Pro-Inflammatory Alterations and Status of Blood Plasma Iron in a Model of Blast-Induced Lung Trauma

Abstract

Impact of blast shock waves (SW) with the body wall produces blast lung injuries characterized by bilateral traumatic hemorrhages. Such injuries often have no external signs, are difficult to diagnose, and therefore, are frequently underestimated. Predictive assessment of acute respiratory distress syndrome outcome in SW-related accidents should be based on experimental data from appropriate animal models.

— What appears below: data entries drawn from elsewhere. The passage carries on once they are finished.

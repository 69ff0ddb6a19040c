//! Clock abstraction
//!
//! Scoring depends on "days since" deltas and offer expiry. Reading time
//! through a trait lets tests pin it and keeps repeated scoring of the same
//! inputs identical.

use chrono::{DateTime, Duration, Utc};
use parking_lot::RwLock;

/// Source of the current instant
pub trait Clock: Send + Sync {
    fn now(&self) -> DateTime<Utc>;
}

/// Wall clock
#[derive(Debug, Clone, Copy, Default)]
pub struct SystemClock;

impl Clock for SystemClock {
    fn now(&self) -> DateTime<Utc> {
        Utc::now()
    }
}

/// Manually driven clock for tests and replays
#[derive(Debug)]
pub struct FixedClock {
    now: RwLock<DateTime<Utc>>,
}

impl FixedClock {
    pub fn at(now: DateTime<Utc>) -> Self {
        Self {
            now: RwLock::new(now),
        }
    }

    pub fn set(&self, now: DateTime<Utc>) {
        *self.now.write() = now;
    }

    pub fn advance(&self, by: Duration) {
        *self.now.write() += by;
    }
}

impl Clock for FixedClock {
    fn now(&self) -> DateTime<Utc> {
        *self.now.read()
    }
}
//! In-memory persistence for the lead scoring engine
//!
//! Provides storage for:
//! - Lead scores (latest per user)
//! - Dynamic offers (by offer id)
//! - Error history (append-only, per user)
//!
//! All stores are process-local maps behind `parking_lot::RwLock`. They
//! implement the store traits from `fluency-leads-core`, so a database-backed
//! store can replace them without touching the engine.

pub mod error_history;
pub mod lead_scores;
pub mod offers;

pub use error_history::InMemoryErrorHistoryStore;
pub use lead_scores::InMemoryLeadScoreStore;
pub use offers::InMemoryOfferStore;

use std::sync::Arc;

/// Combined in-memory persistence layer
#[derive(Clone, Default)]
pub struct PersistenceLayer {
    pub lead_scores: Arc<InMemoryLeadScoreStore>,
    pub offers: Arc<InMemoryOfferStore>,
    pub error_history: Arc<InMemoryErrorHistoryStore>,
}

impl PersistenceLayer {
    pub fn in_memory() -> Self {
        Self::default()
    }
}
//! Raw error events and derived per-domain error patterns

use chrono::{DateTime, Utc};
use serde::{Deserialize, Serialize};

/// Domain tag used when an event carries none
pub const DEFAULT_DOMAIN: &str = "general";

/// Category of a learner error
#[derive(Debug, Clone, Copy, PartialEq, Eq, Hash, Default, Serialize, Deserialize)]
#[serde(rename_all = "snake_case")]
pub enum ErrorCategory {
    Grammar,
    Pronunciation,
    Vocabulary,
    Spelling,
    #[default]
    #[serde(other)]
    Other,
}

impl ErrorCategory {
    pub fn as_str(&self) -> &'static str {
        match self {
            Self::Grammar => "grammar",
            Self::Pronunciation => "pronunciation",
            Self::Vocabulary => "vocabulary",
            Self::Spelling => "spelling",
            Self::Other => "other",
        }
    }
}

/// One error detected during a coaching session
///
/// Events arrive from the session-logging subsystem and may be incomplete.
/// Session id and timestamp are required for analysis; events lacking either
/// are skipped by the analyzer.
#[derive(Debug, Clone, PartialEq, Serialize, Deserialize)]
pub struct ErrorEvent {
    /// Human-readable description of the mistake
    pub error: String,

    #[serde(default)]
    pub category: ErrorCategory,

    /// Topical domain tag (e.g. "management", "technical")
    #[serde(default, skip_serializing_if = "Option::is_none")]
    pub domain: Option<String>,

    #[serde(default, skip_serializing_if = "Option::is_none")]
    pub timestamp: Option<DateTime<Utc>>,

    #[serde(default, skip_serializing_if = "Option::is_none")]
    pub session_id: Option<String>,
}

impl ErrorEvent {
    /// Create a complete event
    pub fn new(
        error: impl Into<String>,
        category: ErrorCategory,
        domain: impl Into<String>,
        timestamp: DateTime<Utc>,
        session_id: impl Into<String>,
    ) -> Self {
        Self {
            error: error.into(),
            category,
            domain: Some(domain.into()),
            timestamp: Some(timestamp),
            session_id: Some(session_id.into()),
        }
    }

    /// Domain tag, falling back to [`DEFAULT_DOMAIN`]
    pub fn domain_or_default(&self) -> &str {
        match self.domain.as_deref() {
            Some(d) if !d.trim().is_empty() => d,
            _ => DEFAULT_DOMAIN,
        }
    }

    /// Timestamp and session id, if both are present and the id is not blank
    pub fn session_stamp(&self) -> Option<(DateTime<Utc>, &str)> {
        let timestamp = self.timestamp?;
        let session_id = self.session_id.as_deref().filter(|s| !s.trim().is_empty())?;
        Some((timestamp, session_id))
    }

    /// Whether the event has everything the analyzer needs
    pub fn is_analyzable(&self) -> bool {
        self.session_stamp().is_some()
    }
}

/// Failure statistics for one domain over an analysis window
///
/// A view over error events, recomputed on every analysis call.
#[derive(Debug, Clone, PartialEq, Serialize, Deserialize)]
pub struct ErrorPattern {
    pub domain: String,

    /// Number of errors in this domain
    pub error_count: u32,

    /// Distinct sessions with at least one error in this domain
    pub total_sessions: u32,

    /// Share of the window's sessions that contain an error in this domain (0.0-1.0)
    pub failure_rate: f64,

    /// Up to five most recent error descriptions, newest first
    pub recent_errors: Vec<String>,

    pub first_detected: DateTime<Utc>,
    pub last_detected: DateTime<Utc>,
}

impl ErrorPattern {
    /// Whether the domain tag matches, ignoring ASCII case
    pub fn is_domain(&self, domain: &str) -> bool {
        self.domain.eq_ignore_ascii_case(domain)
    }

    /// Failure rate as a percentage with one decimal, as shown in triggers
    pub fn failure_percentage(&self) -> String {
        format!("{:.1}", self.failure_rate * 100.0)
    }
}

Blood plasma transferrin is a major carrier of blood iron essential for proliferative “emergency” response of hematopoietic and immune systems as well as injured tissue in major trauma. Iron-transferrin complexes ([Fe3+]TRF) can be quantitatively analyzed in blood and tissue samples with low-temperature EPR techniques. We hypothesized that use of EPR techniques in combination with assays for pro-inflammatory cytokines and granulocytes in the peripheral blood and BAL would reveal a pattern of systemic sequestration of [Fe3+]TRF that could be useful for development of biomarkers of the systemic inflammatory response to lung injury. With this goal we (i) analyzed time-dependent dynamics of [Fe3+]TRF in the peripheral blood of rats after impacts of SW generated in a laboratory shock-tube and (if) assayed the fluctuation of granulocyte (PMN) counts and expression of CD11b adhesion molecules on the surface of PMNs during the first 24 h after SW-induced injury. Sham-treated animals were used as control. Exposure to sw led to a significant decrease in the amount of blood [Fe3+]TRF that correlated with the extent of lung injury and developed gradually during the first 24 h. Thus, sequestration of [Fe3+]TRF occurred as early as 3 h post-exposure. At that time, the steady state concentration of [Fe3+]TRF in blood samples decreased from 19.7±0.6 μM in controls to 7.5±1.3 μM in exposed animals. The levels of [Fe3+]TRF remained decreased thoughout the entire study period. PMN counts increased 5-fold and 3.5-fold over controls respectively, at 3 and 6 h postexposure. These effects were accompanied by an increase in expression of CD11b on the surface membrane of PMNs. Extensive release of cytokines IL-1, IL-6, MCP-1, and MIP-2 was observed in BAL fluid and blood plasma during 24 h postexposure. We conclude that EPR monitoring of blood [Fe3+]TRF can be a useful approach for assessment of systemic pro-inflammatory alterations due to SW-induced lung injury.